Poly(disulfidediamines) : new biodegradable polymers

• Main Author: Graf, Tyler A.
• Other Authors: Bowden, Ned B.
• Format: Others
• Language: English
• Published: University of Iowa 2012
• Subjects: Chemistry
• Online Access: https://ir.uiowa.edu/etd/3457; https://ir.uiowa.edu/cgi/viewcontent.cgi?article=3458&context=etd

The turnovers of a gold(III) chloride catalyst were increased by 3,300% with the addition of several equivalents of (2,2,6,6-tretramethyl-piperidin-1-yl)oxy and catalytic amounts of copper(II) chloride.

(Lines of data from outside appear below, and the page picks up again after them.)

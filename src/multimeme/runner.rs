//! Multimeme algorithm runner.

use super::config::MultiMemeConfig;
use super::inheritance::MemeplexInheritance;
use crate::error::{ConfigError, ConfigResult};
use crate::heuristics::{Heuristic, Mutation};
use crate::population::{best_of, select_parents, Crossover, ParentSelection, Replacement};
use crate::problem::{MemoryIndex, PopulationLayout, Problem};
use crate::search::SearchMethod;
use rand::{Rng, RngCore};
use tracing::{debug, trace};

/// Memetic algorithm with per-individual operator choice.
///
/// One tick is one generation. For each pair position `i = 0, 2, ..., P-2`:
///
/// 1. select two parents (duplicate picks resolved by [`select_parents`]);
/// 2. cross them into `P+i` and `P+i+1`;
/// 3. let the children inherit a memeplex;
/// 4. reassign each child meme with probability `innovation_rate`;
/// 5. mutate each child with the intensity its memeplex names;
/// 6. improve each child with the local search its memeplex names.
///
/// Finally the replacement runs once over `[0, 2P)`.
pub struct MultiMemeAlgorithm {
    config: MultiMemeConfig,
    layout: PopulationLayout,
    crossover: Box<dyn Crossover>,
    mutation: Box<dyn Mutation>,
    inheritance: Box<dyn MemeplexInheritance>,
    parent1: Box<dyn ParentSelection>,
    parent2: Box<dyn ParentSelection>,
    replacement: Box<dyn Replacement>,
    local_searches: Vec<Box<dyn Heuristic>>,
    generation: usize,
}

/// Assembles a [`MultiMemeAlgorithm`].
///
/// Local-search operators are registered in option order: the first call
/// to [`local_search`](Self::local_search) is option 0.
///
/// # Examples
///
/// ```
/// use u_memetic::heuristics::{BitMutation, DavisBitHc, SteepestDescentHc};
/// use u_memetic::multimeme::{MultiMemeAlgorithm, MultiMemeConfig, SimpleInheritance};
/// use u_memetic::population::{ElitistReplacement, TournamentSelection, UniformCrossover};
///
/// let mma = MultiMemeAlgorithm::builder(MultiMemeConfig::new(vec![6, 2]))
///     .crossover(UniformCrossover)
///     .mutation(BitMutation::default())
///     .inheritance(SimpleInheritance)
///     .parent_selection(TournamentSelection::new(3).unwrap(), TournamentSelection::new(3).unwrap())
///     .replacement(ElitistReplacement)
///     .local_search(DavisBitHc::new())
///     .local_search(SteepestDescentHc)
///     .build()
///     .unwrap();
/// ```
pub struct MultiMemeBuilder {
    config: MultiMemeConfig,
    crossover: Option<Box<dyn Crossover>>,
    mutation: Option<Box<dyn Mutation>>,
    inheritance: Option<Box<dyn MemeplexInheritance>>,
    parent1: Option<Box<dyn ParentSelection>>,
    parent2: Option<Box<dyn ParentSelection>>,
    replacement: Option<Box<dyn Replacement>>,
    local_searches: Vec<Box<dyn Heuristic>>,
}

impl MultiMemeBuilder {
    pub fn crossover(mut self, op: impl Crossover + 'static) -> Self {
        self.crossover = Some(Box::new(op));
        self
    }

    pub fn mutation(mut self, op: impl Mutation + 'static) -> Self {
        self.mutation = Some(Box::new(op));
        self
    }

    pub fn inheritance(mut self, op: impl MemeplexInheritance + 'static) -> Self {
        self.inheritance = Some(Box::new(op));
        self
    }

    /// Selection operators for the first and second parent.
    pub fn parent_selection(
        mut self,
        first: impl ParentSelection + 'static,
        second: impl ParentSelection + 'static,
    ) -> Self {
        self.parent1 = Some(Box::new(first));
        self.parent2 = Some(Box::new(second));
        self
    }

    pub fn replacement(mut self, op: impl Replacement + 'static) -> Self {
        self.replacement = Some(Box::new(op));
        self
    }

    /// Appends a local-search operator to the option table.
    pub fn local_search(mut self, op: impl Heuristic + 'static) -> Self {
        self.local_searches.push(Box::new(op));
        self
    }

    /// Validates the configuration, the operator table and that no operator
    /// is missing.
    pub fn build(self) -> ConfigResult<MultiMemeAlgorithm> {
        self.config.validate()?;
        let layout = self.config.layout()?;

        let options = self.config.local_search_options();
        if self.local_searches.is_empty() {
            return Err(ConfigError::MissingOperator("local_search"));
        }
        if options != self.local_searches.len() {
            return Err(ConfigError::LocalSearchTableMismatch {
                options,
                operators: self.local_searches.len(),
            });
        }

        Ok(MultiMemeAlgorithm {
            config: self.config,
            layout,
            crossover: self.crossover.ok_or(ConfigError::MissingOperator("crossover"))?,
            mutation: self.mutation.ok_or(ConfigError::MissingOperator("mutation"))?,
            inheritance: self
                .inheritance
                .ok_or(ConfigError::MissingOperator("inheritance"))?,
            parent1: self
                .parent1
                .ok_or(ConfigError::MissingOperator("parent_selection"))?,
            parent2: self
                .parent2
                .ok_or(ConfigError::MissingOperator("parent_selection"))?,
            replacement: self
                .replacement
                .ok_or(ConfigError::MissingOperator("replacement"))?,
            local_searches: self.local_searches,
            generation: 0,
        })
    }
}

impl MultiMemeAlgorithm {
    /// Starts assembling an algorithm with the given configuration.
    pub fn builder(config: MultiMemeConfig) -> MultiMemeBuilder {
        MultiMemeBuilder {
            config,
            crossover: None,
            mutation: None,
            inheritance: None,
            parent1: None,
            parent2: None,
            replacement: None,
            local_searches: Vec::new(),
        }
    }

    pub fn config(&self) -> &MultiMemeConfig {
        &self.config
    }

    /// Index layout in use.
    pub fn layout(&self) -> PopulationLayout {
        self.layout
    }

    /// Generations completed so far.
    pub fn generation(&self) -> usize {
        self.generation
    }

    /// How many members of `[0, P)` currently hold each option of `slot`.
    ///
    /// # Panics
    /// Panics if `slot` is not a configured meme slot.
    pub fn option_counts(&self, problem: &dyn Problem, slot: usize) -> Vec<usize> {
        let mut counts = vec![0; self.config.options_per_meme[slot]];
        for index in self.layout.population() {
            counts[problem.meme_option(index, slot)] += 1;
        }
        counts
    }

    /// Reassigns each meme of `index` with probability `innovation_rate`.
    fn innovate(&self, problem: &mut dyn Problem, index: MemoryIndex, rng: &mut dyn RngCore) {
        for (slot, &options) in self.config.options_per_meme.iter().enumerate() {
            if rng.random::<f64>() < self.config.innovation_rate {
                problem.set_meme_option(index, slot, rng.random_range(0..options));
            }
        }
    }

    fn mutate(&self, problem: &mut dyn Problem, index: MemoryIndex, rng: &mut dyn RngCore) {
        let intensity = problem.meme_option(index, self.config.roles.intensity_slot);
        self.mutation.mutate(problem, index, intensity, rng);
    }

    fn improve(&self, problem: &mut dyn Problem, index: MemoryIndex, rng: &mut dyn RngCore) {
        let option = problem.meme_option(index, self.config.roles.local_search_slot);
        self.local_searches[option].apply(problem, index, rng);
    }
}

impl SearchMethod for MultiMemeAlgorithm {
    fn name(&self) -> &str {
        "Multimeme Memetic Algorithm"
    }

    /// Checks the composition against `problem` and draws a random
    /// memeplex for every member of `[0, P)`.
    fn initialize(&mut self, problem: &mut dyn Problem, rng: &mut dyn RngCore) -> ConfigResult<()> {
        if problem.number_of_variables() == 0 {
            return Err(ConfigError::NoVariables);
        }
        self.config.validate_for(problem)?;
        self.layout.check_memory(problem.memory_size())?;
        for op in &self.local_searches {
            op.validate(problem)?;
        }

        for index in self.layout.population() {
            for (slot, &options) in self.config.options_per_meme.iter().enumerate() {
                problem.set_meme_option(index, slot, rng.random_range(0..options));
            }
        }

        debug!(
            population = self.layout.size(),
            innovation_rate = self.config.innovation_rate,
            options = ?self.config.options_per_meme,
            local_searches = self.local_searches.len(),
            "multimeme initialized"
        );
        Ok(())
    }

    fn run_main_loop(&mut self, problem: &mut dyn Problem, rng: &mut dyn RngCore) {
        let layout = self.layout;
        for i in (0..layout.size()).step_by(2) {
            let (p1, p2) = select_parents(&*self.parent1, &*self.parent2, problem, layout, rng);
            let (c1, c2) = layout.offspring_pair(i);

            self.crossover.crossover(problem, p1, p2, c1, c2, rng);
            self.inheritance.inherit(problem, p1, p2, c1, c2, rng);
            for child in [c1, c2] {
                self.innovate(problem, child, rng);
            }
            for child in [c1, c2] {
                self.mutate(problem, child, rng);
            }
            for child in [c1, c2] {
                self.improve(problem, child, rng);
            }
        }
        self.replacement.replace(problem, layout);

        self.generation += 1;
        trace!(
            generation = self.generation,
            best = self.incumbent_value(problem),
            "multimeme generation"
        );
    }

    fn incumbent_value(&self, problem: &dyn Problem) -> f64 {
        best_of(problem, self.layout.population()).1
    }
}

A three component coupling reaction between piperidine, phenylacetylene, and benzaldehyde yielded a propargylamine in quantitative conversions and isolated yields when gold(III) chloride was added in catalytic amounts, but the gold catalyst decomposed and had little to no reactivity when a second set of piperidine, phenylacetylene, and benzaldehyde were added after the reaction was complete. The addition of (2,2,6,6-tretramethyl-piperidin-1-yl)oxy and copper(II) chloride to reactions with gold(III) chloride maintained the catalytic activity of the gold for up to 33 cycles. This result demonstrates a new way to greatly increase the turnovers of a gold(III) chloride catalyst with the addition of inexpensive, commercially available reagents. The synthesis and some of the physical properties of the first poly(disulfidediamines) are reported. These polymers were synthesized in high yields and with conversions up to >98% by reactions between secondary diamines and a new disulfide monomer. The disulfide monomer was synthesized in two steps without the need for column chromatography. The polymerizations were robust and completed at room temperature, under ambient atmospheric conditions, and in solvents that were used as purchased. These polymers were stable, but they rapidly decomposed under acidic, aqueous conditions to release hydrogen sulfide. A method for quantifying the hydrogen sulfide released was also developed.